* _What you will do_
Using the listing below, work out how many lines carry the word "hits", and state nothing but that number.

* _Source data_
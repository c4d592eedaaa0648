//! Integration Tests for API Endpoints
//!
//! Tests full request/response cycle for each endpoint.

use axum::{
    body::Body,
    http::{Request, StatusCode},
    Router,
};
use serde_json::{json, Value};
use supplement_cache::{
    api::create_router,
    domain::{ProductListQuery, Role},
    trie::{Vocabulary, VocabularyStore},
    AppState, Config,
};
use tower::ServiceExt;

// == Helper Functions ==

fn create_test_state() -> AppState {
    let vocabulary = Vocabulary::from_seed(VocabularyStore::new("/nonexistent/autocomplete"));
    AppState::from_config(&Config::default(), vocabulary)
}

fn create_test_app() -> Router {
    create_router(create_test_state())
}

async fn body_to_json(body: Body) -> Value {
    let bytes = axum::body::to_bytes(body, usize::MAX).await.unwrap();
    serde_json::from_slice(&bytes).unwrap()
}

fn get(uri: &str) -> Request<Body> {
    Request::builder().uri(uri).body(Body::empty()).unwrap()
}

fn post_json(uri: &str, body: Value) -> Request<Body> {
    Request::builder()
        .method("POST")
        .uri(uri)
        .header("content-type", "application/json")
        .body(Body::from(body.to_string()))
        .unwrap()
}

// == Autocomplete Endpoint Tests ==

#[tokio::test]
async fn test_autocomplete_returns_seed_suggestions() {
    let app = create_test_app();

    let response = app
        .oneshot(get("/autocomplete/products?q=whey"))
        .await
        .unwrap();

    assert_eq!(response.status(), StatusCode::OK);

    let json = body_to_json(response.into_body()).await;
    assert_eq!(json["kind"], "products");
    assert_eq!(json["query"], "whey");
    assert_eq!(json["suggestions"], json!(["whey isolate"]));
}

#[tokio::test]
async fn test_autocomplete_is_case_insensitive() {
    let app = create_test_app();

    let response = app
        .oneshot(get("/autocomplete/brands?q=OPTIMUM"))
        .await
        .unwrap();

    let json = body_to_json(response.into_body()).await;
    assert_eq!(json["suggestions"], json!(["optimum nutrition"]));
}

#[tokio::test]
async fn test_autocomplete_respects_limit() {
    let app = create_test_app();

    let response = app
        .oneshot(get("/autocomplete/products?q=p&limit=2"))
        .await
        .unwrap();

    let json = body_to_json(response.into_body()).await;
    // "pre workout", "pre-jym" and "protein powder" all match
    assert_eq!(json["suggestions"], json!(["pre workout", "pre-jym"]));
}

#[tokio::test]
async fn test_autocomplete_unknown_prefix_is_empty() {
    let app = create_test_app();

    let response = app
        .oneshot(get("/autocomplete/flavors?q=xyz"))
        .await
        .unwrap();

    assert_eq!(response.status(), StatusCode::OK);
    let json = body_to_json(response.into_body()).await;
    assert_eq!(json["suggestions"], json!([]));
}

#[tokio::test]
async fn test_autocomplete_unknown_kind() {
    let app = create_test_app();

    let response = app
        .oneshot(get("/autocomplete/colors?q=b"))
        .await
        .unwrap();

    assert_eq!(response.status(), StatusCode::BAD_REQUEST);

    let json = body_to_json(response.into_body()).await;
    assert!(json["error"].as_str().unwrap().contains("colors"));
}

// == Vocabulary Endpoint Tests ==

#[tokio::test]
async fn test_added_products_become_suggestions() {
    let app = create_test_app();

    let response = app
        .clone()
        .oneshot(post_json(
            "/vocabulary/products",
            json!([
                {"name": "Nitro Tech", "brand": "MuscleTech", "flavor": "Milk Chocolate"},
                {"name": "ISO100", "brand": "Dymatize"}
            ]),
        ))
        .await
        .unwrap();

    assert_eq!(response.status(), StatusCode::OK);
    let json = body_to_json(response.into_body()).await;
    assert_eq!(json["products"], 2);
    assert_eq!(json["added"], 4);

    let response = app.oneshot(get("/autocomplete/products?q=nit")).await.unwrap();
    let json = body_to_json(response.into_body()).await;
    assert_eq!(json["suggestions"], json!(["nitro tech"]));
}

#[tokio::test]
async fn test_flush_endpoint_persists_vocabulary() {
    let dir = tempfile::tempdir().unwrap();
    let vocabulary = Vocabulary::from_seed(VocabularyStore::new(dir.path()));
    let app = create_router(AppState::from_config(&Config::default(), vocabulary));

    let response = app
        .oneshot(post_json("/vocabulary/flush", json!(null)))
        .await
        .unwrap();

    assert_eq!(response.status(), StatusCode::OK);
    let json = body_to_json(response.into_body()).await;
    assert_eq!(json["saved"], true);

    for file in ["products.json", "brands.json", "flavors.json"] {
        assert!(dir.path().join(file).exists(), "{} missing", file);
    }
}

// == Invalidate Endpoint Tests ==

#[tokio::test]
async fn test_invalidate_products_scope() {
    let state = create_test_state();
    state
        .products
        .set(&ProductListQuery::page(1, 25), json!([{"id": 1}]))
        .await;
    let app = create_router(state.clone());

    let response = app
        .oneshot(post_json("/invalidate", json!({"scope": "products"})))
        .await
        .unwrap();

    assert_eq!(response.status(), StatusCode::OK);
    let json = body_to_json(response.into_body()).await;
    assert_eq!(json["scope"], "products");
    assert_eq!(json["removed"], 1);
    assert_eq!(state.products.get(&ProductListQuery::page(1, 25)).await, None);
}

#[tokio::test]
async fn test_invalidate_roles_scope() {
    let state = create_test_state();
    state.roles.grant("alice", Role::Owner);
    state.roles.grant("bob", Role::Admin);
    let app = create_router(state.clone());

    let response = app
        .oneshot(post_json("/invalidate", json!({"scope": "roles"})))
        .await
        .unwrap();

    let json = body_to_json(response.into_body()).await;
    assert_eq!(json["removed"], 2);
    // No seeder is configured, so nothing refills the set
    assert!(!state.roles.is_admin("alice").await);
}

#[tokio::test]
async fn test_invalidate_on_empty_caches() {
    let app = create_test_app();

    let response = app
        .oneshot(post_json("/invalidate", json!({"scope": "all"})))
        .await
        .unwrap();

    assert_eq!(response.status(), StatusCode::OK);
    let json = body_to_json(response.into_body()).await;
    assert_eq!(json["removed"], 0);
}

#[tokio::test]
async fn test_invalidate_missing_scope() {
    let app = create_test_app();

    let response = app
        .oneshot(post_json("/invalidate", json!({})))
        .await
        .unwrap();

    // Axum rejects the body before the handler runs
    assert!(response.status().is_client_error());
}

// == Stats Endpoint Tests ==

#[tokio::test]
async fn test_stats_endpoint_reports_every_cache() {
    let state = create_test_state();
    let query = ProductListQuery::page(1, 25);
    state.products.set(&query, json!([])).await;
    state.products.get(&query).await;
    state.products.get(&ProductListQuery::page(2, 25)).await;
    let app = create_router(state);

    let response = app.oneshot(get("/stats")).await.unwrap();

    assert_eq!(response.status(), StatusCode::OK);
    let json = body_to_json(response.into_body()).await;
    assert_eq!(json["product_lists"]["size"], 1);
    assert_eq!(json["product_lists"]["hits"], 1);
    assert_eq!(json["product_lists"]["misses"], 1);
    assert_eq!(json["product_lists"]["hit_rate"], 0.5);
    assert_eq!(json["leaderboard"]["size"], 0);
    assert_eq!(json["roles"], 0);
    assert_eq!(json["vocabulary"]["products"], 20);
}

#[tokio::test]
async fn test_stats_endpoint_after_daily_reset() {
    let state = create_test_state();
    let query = ProductListQuery::page(1, 25);
    state.products.set(&query, json!([])).await;
    state.products.get(&query).await;
    state.products.daily_reset().await;
    let app = create_router(state);

    let response = app.oneshot(get("/stats")).await.unwrap();

    let json = body_to_json(response.into_body()).await;
    assert_eq!(json["product_lists"]["size"], 0);
    assert_eq!(json["product_lists"]["hits"], 0);
    assert!(json["product_lists"]["last_reset"].is_string());
    assert!(json["leaderboard"]["last_reset"].is_null());
}

// == Health Endpoint Tests ==

#[tokio::test]
async fn test_health_endpoint() {
    let app = create_test_app();

    let response = app.oneshot(get("/health")).await.unwrap();

    assert_eq!(response.status(), StatusCode::OK);

    let json = body_to_json(response.into_body()).await;
    assert_eq!(json["status"], "healthy");
    assert!(json.get("timestamp").is_some());
}

#[tokio::test]
async fn test_unknown_route_is_not_found() {
    let app = create_test_app();

    let response = app.oneshot(get("/get/some_key")).await.unwrap();

    assert_eq!(response.status(), StatusCode::NOT_FOUND);
}
//! Error types for the cache service
//!
//! Cache misses are `Option::None` and producer failures keep the caller's own
//! error type; this enum covers persistence and the HTTP surface.

use axum::{
    http::StatusCode,
    response::{IntoResponse, Response},
    Json,
};
use thiserror::Error;

use crate::models::ErrorResponse;

// == Cache Error Enum ==
#[derive(Error, Debug)]
pub enum CacheError {
    /// Filesystem failure while reading or writing persisted vocabulary
    #[error("I/O error: {0}")]
    Io(#[from] std::io::Error),

    /// Persisted data could not be encoded or decoded
    #[error("Serialization error: {0}")]
    Serialization(#[from] serde_json::Error),

    /// Invalid request data
    #[error("Invalid request: {0}")]
    InvalidRequest(String),
}

// == IntoResponse Implementation ==
impl IntoResponse for CacheError {
    fn into_response(self) -> Response {
        let status = match &self {
            CacheError::InvalidRequest(_) => StatusCode::BAD_REQUEST,
            CacheError::Io(_) | CacheError::Serialization(_) => StatusCode::INTERNAL_SERVER_ERROR,
        };

        let body = Json(ErrorResponse::new(self.to_string()));

        (status, body).into_response()
    }
}

// == Result Type Alias ==
pub type Result<T> = std::result::Result<T, CacheError>;

#[cfg(test)]
mod tests {
    use super::*;
    use axum::body::to_bytes;

    #[test]
    fn test_error_status_codes() {
        let test_cases = vec![
            (CacheError::InvalidRequest("bad".to_string()), StatusCode::BAD_REQUEST),
            (
                CacheError::Io(std::io::Error::new(std::io::ErrorKind::Other, "disk")),
                StatusCode::INTERNAL_SERVER_ERROR,
            ),
        ];

        for (error, expected_status) in test_cases {
            let response = error.into_response();
            assert_eq!(response.status(), expected_status);
        }
    }

    #[tokio::test]
    async fn test_error_body_is_json() {
        let response = CacheError::InvalidRequest("unknown kind".to_string()).into_response();

        let content_type = response
            .headers()
            .get("content-type")
            .and_then(|v| v.to_str().ok())
            .unwrap_or_default()
            .to_string();
        assert!(content_type.contains("application/json"));

        let bytes = to_bytes(response.into_body(), usize::MAX).await.unwrap();
        let json: serde_json::Value = serde_json::from_slice(&bytes).unwrap();
        assert_eq!(json["error"], "Invalid request: unknown kind");
    }

    #[test]
    fn test_serde_error_converts() {
        let err = serde_json::from_str::<Vec<String>>("not json").unwrap_err();
        let cache_err: CacheError = err.into();
        assert!(matches!(cache_err, CacheError::Serialization(_)));
    }
}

* _Answer space_
2